Let's start with easyJet: the UK low-cost carrier said it carried 4.7m passengers in September, 8% more than the same month last year, while its load factor (i.e. how full its planes are) inched up from 88.1% to 89.3% - a clear sign that passenger demand seems to be recovering. Better still, as far as the City's concerned, it's making more money from these passengers, in part because of higher ticket prices. EasyJet said performance had been good across the network, though perhaps surprisingly (to us, anyway) short-haul routes between the UK and Europe have been selling particularly well. So although McCall took the opportunity to have a moan about the air traffic control strikes in Europe (she wants an EU crackdown), she definitely had a good story to tell today. Sure enough, easyJet's share price promptly shot up 9%.

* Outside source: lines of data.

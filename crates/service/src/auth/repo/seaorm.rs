use sea_orm::{DatabaseConnection, TransactionTrait};
use uuid::Uuid;

use models::errors::ModelError;
use crate::auth::domain::{AuthUser, Credentials};
use crate::auth::errors::AuthError;
use crate::auth::repository::AuthRepository;

pub struct SeaOrmAuthRepository {
    pub db: DatabaseConnection,
}

fn to_user(u: models::user::Model) -> AuthUser {
    AuthUser { id: u.id, username: u.username }
}

fn to_credentials(c: models::user_credentials::Model) -> Credentials {
    Credentials { user_id: c.user_id, password_hash: c.password_hash, password_algorithm: c.password_algorithm }
}

fn repo_err(e: impl ToString) -> AuthError {
    AuthError::Repository(e.to_string())
}

#[async_trait::async_trait]
impl AuthRepository for SeaOrmAuthRepository {
    async fn find_user_by_username(&self, username: &str) -> Result<Option<AuthUser>, AuthError> {
        let res = models::user::find_by_username(&self.db, username).await.map_err(repo_err)?;
        Ok(res.map(to_user))
    }

    async fn create_user_with_password(
        &self,
        username: &str,
        password_hash: String,
        password_algorithm: String,
    ) -> Result<AuthUser, AuthError> {
        let txn = self.db.begin().await.map_err(repo_err)?;
        let created = match models::user::create(&txn, username).await {
            Ok(created) => created,
            Err(e) => {
                // the transaction holds a connection; release it before looking again
                txn.rollback().await.map_err(repo_err)?;
                if let ModelError::Validation(msg) = e {
                    return Err(AuthError::Validation(msg));
                }
                // lost a sign-up race on the unique username
                if self.find_user_by_username(username).await?.is_some() {
                    tracing::debug!(err = %e, "username taken concurrently");
                    return Err(AuthError::Conflict);
                }
                return Err(repo_err(e));
            }
        };
        if let Err(e) = models::user_credentials::upsert_password(&txn, created.id, password_hash, &password_algorithm).await {
            txn.rollback().await.map_err(repo_err)?;
            return Err(repo_err(e));
        }
        txn.commit().await.map_err(repo_err)?;
        Ok(to_user(created))
    }

    async fn get_credentials(&self, user_id: Uuid) -> Result<Option<Credentials>, AuthError> {
        let res = models::user_credentials::find_by_user(&self.db, user_id).await.map_err(repo_err)?;
        Ok(res.map(to_credentials))
    }
}

#[cfg(test)]
mod tests {
    use super::*;
    use crate::test_support::get_db;

    #[tokio::test]
    async fn failed_credentials_leave_no_user_behind() -> Result<(), anyhow::Error> {
        let db = get_db().await?;
        let repo = SeaOrmAuthRepository { db: db.clone() };

        // a blank hash is refused by the credentials step, after the user insert
        let res = repo.create_user_with_password("halfway", " ".into(), "argon2".into()).await;
        assert!(matches!(res, Err(AuthError::Repository(_))));
        assert!(repo.find_user_by_username("halfway").await?.is_none());

        // the name is still free afterwards
        let user = repo.create_user_with_password("halfway", "hash".into(), "argon2".into()).await?;
        let creds = repo.get_credentials(user.id).await?.expect("credentials stored");
        assert_eq!(creds.password_hash, "hash");
        Ok(())
    }

    #[tokio::test]
    async fn taken_and_invalid_usernames() -> Result<(), anyhow::Error> {
        let db = get_db().await?;
        let repo = SeaOrmAuthRepository { db };
        repo.create_user_with_password("twice", "hash".into(), "argon2".into()).await?;
        let again = repo.create_user_with_password("twice", "hash".into(), "argon2".into()).await;
        assert!(matches!(again, Err(AuthError::Conflict)));
        let bad = repo.create_user_with_password("has space", "hash".into(), "argon2".into()).await;
        assert!(matches!(bad, Err(AuthError::Validation(_))));
        Ok(())
    }
}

It's also been a good few months for Sainsbury's, which said today that total sales were up 5% in the 16 weeks to October 2, including that 2.9% increase in like-for-likes. That's noticeably better than Tesco's equivalent figure yesterday, allowing Sainsbury to claim that it's outperforming the market. Non-food has been doing well, growing three times as fast as food (albeit it from a much lower base, obviously), while online sales were up by a healthy 25%. And food-wise, its new Bistro line (part of the expensively relaunched Taste the Difference range) is apparently going down a treat.
The big question for Sainsbury's (and easyJet for that matter) is whether consumers are going to start being more careful with their cash as the year goes on. CEO Justin King admitted today that he expected the 'consumer environment to remain challenging' - but he's hoping to make up for any slowdown by opening new retail space. He's opened seven new supermarkets lately (including its biggest in England, Scotland and Wales) and expects to have nearly 1.5m extra square feet of retail space by the end of its financial year. But can it keep finding the customers to fill them? On current evidence, it certainly looks like it.